> **Exercise objective**:
Your job with the data below: print everything from the line that holds "self.last_seen.lock().elapsed()" down to the line that holds "use super::*;", ends included, exactly, and nothing else.

> **Records supplied**:

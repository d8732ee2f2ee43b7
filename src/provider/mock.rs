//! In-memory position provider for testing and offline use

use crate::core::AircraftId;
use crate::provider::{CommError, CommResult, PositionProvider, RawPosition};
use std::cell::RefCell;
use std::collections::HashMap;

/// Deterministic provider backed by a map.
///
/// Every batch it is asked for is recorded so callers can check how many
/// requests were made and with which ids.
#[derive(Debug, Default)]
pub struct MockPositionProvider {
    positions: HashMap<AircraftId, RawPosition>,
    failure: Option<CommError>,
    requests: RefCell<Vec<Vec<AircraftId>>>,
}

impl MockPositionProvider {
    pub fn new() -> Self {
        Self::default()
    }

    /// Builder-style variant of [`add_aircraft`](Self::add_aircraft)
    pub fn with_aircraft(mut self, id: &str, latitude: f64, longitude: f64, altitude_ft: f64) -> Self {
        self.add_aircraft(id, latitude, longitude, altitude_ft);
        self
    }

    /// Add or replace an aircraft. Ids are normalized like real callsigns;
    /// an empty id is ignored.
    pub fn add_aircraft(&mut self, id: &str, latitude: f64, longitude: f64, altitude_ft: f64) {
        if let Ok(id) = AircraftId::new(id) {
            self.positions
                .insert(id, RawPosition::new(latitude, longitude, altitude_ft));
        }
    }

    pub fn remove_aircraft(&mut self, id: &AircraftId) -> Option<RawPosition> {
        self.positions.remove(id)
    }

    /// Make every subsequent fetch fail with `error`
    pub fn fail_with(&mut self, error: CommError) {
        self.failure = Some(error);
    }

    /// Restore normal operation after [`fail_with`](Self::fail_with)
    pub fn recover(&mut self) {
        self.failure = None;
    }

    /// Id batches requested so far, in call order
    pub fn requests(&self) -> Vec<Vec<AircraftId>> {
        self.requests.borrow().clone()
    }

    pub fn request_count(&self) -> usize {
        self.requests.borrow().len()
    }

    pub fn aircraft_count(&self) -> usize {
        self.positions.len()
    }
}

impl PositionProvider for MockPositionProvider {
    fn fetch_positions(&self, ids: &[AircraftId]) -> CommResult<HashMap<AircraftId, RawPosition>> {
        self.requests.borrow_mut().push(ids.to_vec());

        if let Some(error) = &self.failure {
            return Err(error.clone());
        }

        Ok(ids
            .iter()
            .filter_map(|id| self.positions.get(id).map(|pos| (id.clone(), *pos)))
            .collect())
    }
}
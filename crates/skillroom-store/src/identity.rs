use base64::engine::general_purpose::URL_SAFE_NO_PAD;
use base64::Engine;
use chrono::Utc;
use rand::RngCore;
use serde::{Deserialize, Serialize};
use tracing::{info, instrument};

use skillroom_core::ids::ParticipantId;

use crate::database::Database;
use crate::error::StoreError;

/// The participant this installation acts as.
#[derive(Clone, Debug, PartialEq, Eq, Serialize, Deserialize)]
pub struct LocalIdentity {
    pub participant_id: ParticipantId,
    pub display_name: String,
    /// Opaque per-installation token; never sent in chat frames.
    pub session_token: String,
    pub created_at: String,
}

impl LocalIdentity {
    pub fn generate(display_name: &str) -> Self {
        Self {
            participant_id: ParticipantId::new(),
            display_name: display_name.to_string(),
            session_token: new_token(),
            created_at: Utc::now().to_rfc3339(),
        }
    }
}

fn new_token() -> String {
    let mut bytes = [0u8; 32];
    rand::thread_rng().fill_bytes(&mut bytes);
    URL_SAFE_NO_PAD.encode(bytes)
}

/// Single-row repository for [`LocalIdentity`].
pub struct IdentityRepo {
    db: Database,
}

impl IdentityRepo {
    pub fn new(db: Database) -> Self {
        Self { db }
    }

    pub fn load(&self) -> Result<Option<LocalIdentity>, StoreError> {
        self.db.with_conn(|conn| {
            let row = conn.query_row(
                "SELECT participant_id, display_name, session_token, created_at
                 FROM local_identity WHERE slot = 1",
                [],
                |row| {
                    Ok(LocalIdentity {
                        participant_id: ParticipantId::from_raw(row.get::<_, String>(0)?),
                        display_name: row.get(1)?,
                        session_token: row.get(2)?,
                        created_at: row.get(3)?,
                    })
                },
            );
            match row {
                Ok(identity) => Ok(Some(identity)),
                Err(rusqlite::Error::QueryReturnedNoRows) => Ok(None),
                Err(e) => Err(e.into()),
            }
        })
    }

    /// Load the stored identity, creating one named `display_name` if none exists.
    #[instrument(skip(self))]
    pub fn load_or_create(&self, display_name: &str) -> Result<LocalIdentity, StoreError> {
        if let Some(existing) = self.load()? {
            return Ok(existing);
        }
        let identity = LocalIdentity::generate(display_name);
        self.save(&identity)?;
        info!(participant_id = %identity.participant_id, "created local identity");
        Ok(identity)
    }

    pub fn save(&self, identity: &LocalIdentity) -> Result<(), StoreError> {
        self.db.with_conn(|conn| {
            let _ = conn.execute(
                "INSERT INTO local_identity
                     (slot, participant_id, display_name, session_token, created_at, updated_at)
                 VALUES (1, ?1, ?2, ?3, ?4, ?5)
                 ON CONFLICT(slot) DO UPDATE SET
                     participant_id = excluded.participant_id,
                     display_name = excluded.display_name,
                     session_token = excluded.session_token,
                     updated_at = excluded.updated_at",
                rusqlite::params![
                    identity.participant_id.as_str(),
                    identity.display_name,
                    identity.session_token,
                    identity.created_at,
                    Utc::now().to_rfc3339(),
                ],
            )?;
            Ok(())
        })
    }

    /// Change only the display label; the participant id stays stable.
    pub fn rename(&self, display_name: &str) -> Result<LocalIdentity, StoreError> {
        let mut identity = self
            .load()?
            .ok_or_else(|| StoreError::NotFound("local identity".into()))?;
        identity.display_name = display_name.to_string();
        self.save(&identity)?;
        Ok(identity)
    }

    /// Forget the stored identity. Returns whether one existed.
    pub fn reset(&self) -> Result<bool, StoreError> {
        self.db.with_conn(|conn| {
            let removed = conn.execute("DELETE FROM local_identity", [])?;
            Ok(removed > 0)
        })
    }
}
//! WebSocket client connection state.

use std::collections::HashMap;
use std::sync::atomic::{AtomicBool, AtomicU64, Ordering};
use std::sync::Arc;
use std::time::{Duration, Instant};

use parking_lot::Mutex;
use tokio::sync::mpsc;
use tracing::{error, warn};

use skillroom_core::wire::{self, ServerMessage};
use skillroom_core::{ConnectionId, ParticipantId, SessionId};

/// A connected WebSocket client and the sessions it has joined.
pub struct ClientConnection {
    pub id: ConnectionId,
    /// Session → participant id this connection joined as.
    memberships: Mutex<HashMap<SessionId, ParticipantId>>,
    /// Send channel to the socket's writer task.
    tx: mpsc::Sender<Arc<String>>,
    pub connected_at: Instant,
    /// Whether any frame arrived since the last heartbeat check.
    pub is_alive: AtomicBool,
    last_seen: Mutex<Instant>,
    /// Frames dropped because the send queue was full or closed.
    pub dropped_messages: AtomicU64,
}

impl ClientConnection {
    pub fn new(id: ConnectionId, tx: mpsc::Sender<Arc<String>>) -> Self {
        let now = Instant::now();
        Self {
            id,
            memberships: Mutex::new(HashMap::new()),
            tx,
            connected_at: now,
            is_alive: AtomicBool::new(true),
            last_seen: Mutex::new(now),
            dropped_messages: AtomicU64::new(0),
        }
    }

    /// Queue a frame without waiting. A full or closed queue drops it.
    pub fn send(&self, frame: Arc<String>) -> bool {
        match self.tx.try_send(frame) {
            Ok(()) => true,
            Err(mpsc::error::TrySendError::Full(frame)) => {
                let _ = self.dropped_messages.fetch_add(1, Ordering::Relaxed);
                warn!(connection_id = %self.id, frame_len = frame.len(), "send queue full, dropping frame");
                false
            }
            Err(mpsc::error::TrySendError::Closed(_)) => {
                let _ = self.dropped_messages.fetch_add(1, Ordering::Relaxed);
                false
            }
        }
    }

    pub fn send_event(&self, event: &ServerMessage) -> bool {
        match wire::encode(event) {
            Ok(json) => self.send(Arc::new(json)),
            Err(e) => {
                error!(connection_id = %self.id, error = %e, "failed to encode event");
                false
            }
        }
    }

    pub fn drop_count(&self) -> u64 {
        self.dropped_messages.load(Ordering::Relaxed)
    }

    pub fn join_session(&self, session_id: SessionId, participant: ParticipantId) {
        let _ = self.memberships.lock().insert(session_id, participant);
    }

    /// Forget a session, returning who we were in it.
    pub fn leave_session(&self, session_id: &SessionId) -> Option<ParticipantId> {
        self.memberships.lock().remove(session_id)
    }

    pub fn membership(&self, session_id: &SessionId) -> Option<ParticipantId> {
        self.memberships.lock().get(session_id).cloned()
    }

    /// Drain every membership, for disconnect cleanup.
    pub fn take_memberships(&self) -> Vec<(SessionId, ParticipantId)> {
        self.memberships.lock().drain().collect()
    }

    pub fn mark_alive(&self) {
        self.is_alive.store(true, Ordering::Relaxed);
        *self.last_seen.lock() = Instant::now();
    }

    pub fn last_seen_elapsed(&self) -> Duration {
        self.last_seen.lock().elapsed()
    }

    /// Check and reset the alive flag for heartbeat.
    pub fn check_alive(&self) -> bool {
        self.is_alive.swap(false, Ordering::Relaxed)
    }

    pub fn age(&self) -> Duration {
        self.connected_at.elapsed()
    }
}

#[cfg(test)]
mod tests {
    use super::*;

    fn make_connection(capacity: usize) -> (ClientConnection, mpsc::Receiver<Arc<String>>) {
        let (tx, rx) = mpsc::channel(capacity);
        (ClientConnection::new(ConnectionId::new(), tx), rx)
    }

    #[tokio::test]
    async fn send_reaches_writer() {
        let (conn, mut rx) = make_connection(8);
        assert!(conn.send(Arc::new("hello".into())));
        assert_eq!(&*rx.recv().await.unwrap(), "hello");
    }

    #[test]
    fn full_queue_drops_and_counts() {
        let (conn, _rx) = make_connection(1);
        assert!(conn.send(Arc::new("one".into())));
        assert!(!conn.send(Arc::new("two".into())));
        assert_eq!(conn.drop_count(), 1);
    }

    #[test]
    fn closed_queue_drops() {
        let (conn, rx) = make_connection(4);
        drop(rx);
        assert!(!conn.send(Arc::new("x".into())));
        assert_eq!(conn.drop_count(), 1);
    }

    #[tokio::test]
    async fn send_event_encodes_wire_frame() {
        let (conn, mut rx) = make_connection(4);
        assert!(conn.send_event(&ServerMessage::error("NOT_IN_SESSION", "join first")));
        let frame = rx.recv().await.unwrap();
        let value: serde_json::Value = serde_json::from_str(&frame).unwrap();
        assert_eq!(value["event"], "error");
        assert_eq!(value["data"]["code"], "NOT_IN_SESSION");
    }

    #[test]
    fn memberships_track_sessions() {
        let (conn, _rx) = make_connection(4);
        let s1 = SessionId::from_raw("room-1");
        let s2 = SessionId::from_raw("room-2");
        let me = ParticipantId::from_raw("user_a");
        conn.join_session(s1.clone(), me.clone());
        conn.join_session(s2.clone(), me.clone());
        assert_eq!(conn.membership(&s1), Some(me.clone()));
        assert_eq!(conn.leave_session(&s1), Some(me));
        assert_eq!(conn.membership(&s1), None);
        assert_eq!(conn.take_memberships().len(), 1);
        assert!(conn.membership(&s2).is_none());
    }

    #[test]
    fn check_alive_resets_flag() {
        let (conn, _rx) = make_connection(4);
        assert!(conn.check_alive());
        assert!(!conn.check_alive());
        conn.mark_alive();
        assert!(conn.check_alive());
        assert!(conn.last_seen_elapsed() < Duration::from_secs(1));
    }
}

> **Response for this exercise**:
        self.last_seen.lock().elapsed()
    }

    /// Check and reset the alive flag for heartbeat.
    pub fn check_alive(&self) -> bool {
        self.is_alive.swap(false, Ordering::Relaxed)
    }

    pub fn age(&self) -> Duration {
        self.connected_at.elapsed()
    }
}

#[cfg(test)]
mod tests {
    use super::*;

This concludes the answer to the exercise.